The nonprofit website The Bay Citizen is getting out of the breaking news business now that it has merged with the Center for Investigative Reporting in Berkeley. Instead the combined news organization will focus on investigative reporting.
“There’s so much information, there’s so much newsgathering, there’s so much out there, and there’s so much clutter out there,” CIR executive director Robert Rosenthal told Adrienne LaFrance of NiemanLab. “Someone may have it first, but there’s almost no such thing as first anymore. News is a commodity. Information is a commodity.”

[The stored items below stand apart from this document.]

//! Escalation routing: failed autonomous work becomes human-facing alerts.
//!
//! Every FAILED or ESCALATED execution-log entry produces at most one
//! alert, keyed by the log entry's id (uniqueness enforced by the storage
//! backend). Duplicate deliveries for the same logical condition within
//! the cooldown window are recorded but marked suppressed; a failure is
//! never silently dropped.

use std::time::Duration;

use autopilot_storage::{
    AlertRecord, EngineStorage, ExecutionLogRecord, ExecutionResult, Severity, StorageError,
};
use time::format_description::well_known::Rfc3339;
use time::OffsetDateTime;
use tracing::info;

#[derive(Debug, Clone)]
pub struct RouterConfig {
    /// Window during which a second alert for the same
    /// (tenant, signal type, entity) is suppressed.
    pub cooldown: Duration,
}

impl Default for RouterConfig {
    fn default() -> Self {
        Self {
            cooldown: Duration::from_secs(4 * 3600),
        }
    }
}

#[derive(Debug, Clone, Default)]
pub struct EscalationRouter {
    config: RouterConfig,
}

impl EscalationRouter {
    pub fn new(config: RouterConfig) -> Self {
        Self { config }
    }

    /// Route one terminal log entry into an alert. Returns `None` when the
    /// entry was already routed (idempotent per entry id) or is not a
    /// failure at all.
    pub async fn route<S: EngineStorage>(
        &self,
        storage: &S,
        entry: &ExecutionLogRecord,
        now: OffsetDateTime,
    ) -> Result<Option<AlertRecord>, StorageError> {
        let severity = match entry.result {
            ExecutionResult::Escalated => Severity::High,
            ExecutionResult::Failed => Severity::Medium,
            ExecutionResult::Success => return Ok(None),
        };

        let entity_label = entry
            .trigger_event
            .get("identity")
            .and_then(|v| v.as_str())
            .unwrap_or(&entry.id)
            .to_string();
        let suppressed = self
            .recently_alerted(storage, &entry.tenant_id, &entry.action_taken, &entity_label, now)
            .await?;

        let alert = AlertRecord {
            id: generate_id(),
            tenant_id: entry.tenant_id.clone(),
            severity,
            title: format!("automated {} did not complete", entry.action_taken),
            description: entry.details.clone(),
            evidence: serde_json::json!({
                "signal_type": entry.action_taken,
                "entity_label": entity_label,
                "rule_id": entry.rule_id,
                "result": entry.result,
                "trigger_event": entry.trigger_event,
            }),
            execution_log_id: entry.id.clone(),
            suppressed,
            created_at: rfc3339(now)?,
        };

        let mut snapshot = storage.begin_snapshot().await?;
        storage.insert_alert(&mut snapshot, alert.clone()).await?;
        match storage.commit_snapshot(snapshot).await {
            Ok(()) => {
                info!(
                    tenant_id = %alert.tenant_id,
                    execution_log_id = %alert.execution_log_id,
                    severity = ?alert.severity,
                    suppressed,
                    "alert routed"
                );
                Ok(Some(alert))
            }
            // Another worker already routed this entry.
            Err(StorageError::DuplicateAlert { .. }) => Ok(None),
            Err(e) => Err(e),
        }
    }

    /// Sweep a tenant's terminal entries and route any that have no alert
    /// yet. Safe to run repeatedly.
    pub async fn route_pending<S: EngineStorage>(
        &self,
        storage: &S,
        tenant_id: &str,
        now: OffsetDateTime,
    ) -> Result<usize, StorageError> {
        let mut routed = 0;
        for result in [ExecutionResult::Failed, ExecutionResult::Escalated] {
            for entry in storage.list_execution_logs(tenant_id, Some(result), 0).await? {
                if self.route(storage, &entry, now).await?.is_some() {
                    routed += 1;
                }
            }
        }
        Ok(routed)
    }

    /// Has a non-suppressed alert for the same logical condition been
    /// delivered within the cooldown window?
    async fn recently_alerted<S: EngineStorage>(
        &self,
        storage: &S,
        tenant_id: &str,
        signal_type: &str,
        entity_label: &str,
        now: OffsetDateTime,
    ) -> Result<bool, StorageError> {
        let since = now - time::Duration::seconds(self.config.cooldown.as_secs() as i64);
        let recent = storage.list_recent_alerts(tenant_id, since).await?;
        Ok(recent.iter().any(|a| {
            a.evidence.get("signal_type").and_then(|v| v.as_str()) == Some(signal_type)
                && a.evidence.get("entity_label").and_then(|v| v.as_str()) == Some(entity_label)
        }))
    }
}

fn generate_id() -> String {
    format!("alert-{:032x}", rand::random::<u128>())
}

fn rfc3339(ts: OffsetDateTime) -> Result<String, StorageError> {
    ts.format(&Rfc3339)
        .map_err(|e| StorageError::Backend(format!("timestamp format: {e}")))
}

#[cfg(test)]
mod tests {
    use super::*;
    use autopilot_storage::MemoryStorage;
    use time::macros::datetime;

    const NOW: OffsetDateTime = datetime!(2026-08-20 12:00:00 UTC);

    fn entry(id: &str, result: ExecutionResult, identity: &str) -> ExecutionLogRecord {
        ExecutionLogRecord {
            id: id.to_string(),
            tenant_id: "t1".to_string(),
            rule_id: Some("r1".to_string()),
            trigger_event: serde_json::json!({"identity": identity}),
            action_taken: "submit_reauth_request".to_string(),
            result,
            details: "portal unavailable after 3 attempts".to_string(),
            confirmation_id: None,
            idempotency_key: format!("key-{id}"),
            execution_time_ms: 900,
            executed_at: "2026-08-20T11:59:00Z".to_string(),
        }
    }

    #[tokio::test]
    async fn escalated_entry_becomes_high_severity_alert() {
        let storage = MemoryStorage::new();
        let router = EscalationRouter::default();
        let alert = router
            .route(&storage, &entry("e1", ExecutionResult::Escalated, "auth_expiring:a1:2026-08-20"), NOW)
            .await
            .unwrap()
            .unwrap();
        assert_eq!(alert.severity, Severity::High);
        assert!(!alert.suppressed);
        assert_eq!(storage.list_alerts("t1").await.unwrap().len(), 1);
    }

    #[tokio::test]
    async fn routing_same_entry_twice_is_idempotent() {
        let storage = MemoryStorage::new();
        let router = EscalationRouter::default();
        let e = entry("e1", ExecutionResult::Failed, "id-1");
        assert!(router.route(&storage, &e, NOW).await.unwrap().is_some());
        assert!(router.route(&storage, &e, NOW).await.unwrap().is_none());
        assert_eq!(storage.list_alerts("t1").await.unwrap().len(), 1);
    }

    #[tokio::test]
    async fn success_entries_are_not_routed() {
        let storage = MemoryStorage::new();
        let router = EscalationRouter::default();
        let e = entry("e1", ExecutionResult::Success, "id-1");
        assert!(router.route(&storage, &e, NOW).await.unwrap().is_none());
    }

    #[tokio::test]
    async fn second_alert_in_cooldown_is_recorded_suppressed() {
        let storage = MemoryStorage::new();
        let router = EscalationRouter::default();
        // Same logical condition, distinct log entries an hour apart.
        router
            .route(&storage, &entry("e1", ExecutionResult::Failed, "id-1"), NOW)
            .await
            .unwrap();
        let second = router
            .route(
                &storage,
                &entry("e2", ExecutionResult::Failed, "id-1"),
                NOW + time::Duration::hours(1),
            )
            .await
            .unwrap()
            .unwrap();
        assert!(second.suppressed);
        // Recorded, not dropped.
        assert_eq!(storage.list_alerts("t1").await.unwrap().len(), 2);
    }

    #[tokio::test]
    async fn cooldown_expires_after_window() {
        let storage = MemoryStorage::new();
        let router = EscalationRouter::default();
        router
            .route(&storage, &entry("e1", ExecutionResult::Failed, "id-1"), NOW)
            .await
            .unwrap();
        let later = router
            .route(
                &storage,
                &entry("e2", ExecutionResult::Failed, "id-1"),
                NOW + time::Duration::hours(5),
            )
            .await
            .unwrap()
            .unwrap();
        assert!(!later.suppressed);
    }

    #[tokio::test]
    async fn route_pending_sweeps_terminal_entries() {
        let storage = MemoryStorage::new();
        let mut snap = storage.begin_snapshot().await.unwrap();
        for (id, result) in [
            ("e1", ExecutionResult::Failed),
            ("e2", ExecutionResult::Escalated),
            ("e3", ExecutionResult::Success),
        ] {
            storage
                .insert_execution_log(&mut snap, entry(id, result, id))
                .await
                .unwrap();
        }
        storage.commit_snapshot(snap).await.unwrap();

        let router = EscalationRouter::default();
        let routed = router.route_pending(&storage, "t1", NOW).await.unwrap();
        assert_eq!(routed, 2);
        // Second sweep finds nothing new.
        assert_eq!(router.route_pending(&storage, "t1", NOW).await.unwrap(), 0);
    }
}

When The Bay Citizen was started in 2010 it had hoped to become an alternative source of news for the Bay Area at a time when Hearst was openly discussing the idea of closing the Chronicle.
Rosenthal also said CIR is currently re-evaluating The Bay Citizen’s relationship with The New York Times, noting that the deal carries an agreement of “exclusivity” that raises “concerns.” The Bay Citizen’s reporting currently appears twice weekly in the Bay Area section of The Times.
CIR is headed by Rosenthal, former managing editor of the Chronicle, and its board is chaired by former Chronicle Editor Phil Bronstein.
“While technically a merger, a similar deal in the corporate world would be termed an acquisition, with Berkeley-based CIR assuming a dominant role on the board and in the management of the combined organization. No one from The Bay Citizen’s current senior editorial or technology management teams will have a leadership role in the expanded organization,” wrote The Bay Citizen’s Dan Fost.
Fost points out that the combined organization will have a budget of $10.5 million and staff of approximately 70, making it what CIR called the nation’s largest nonprofit focused on investigative and watchdog reporting.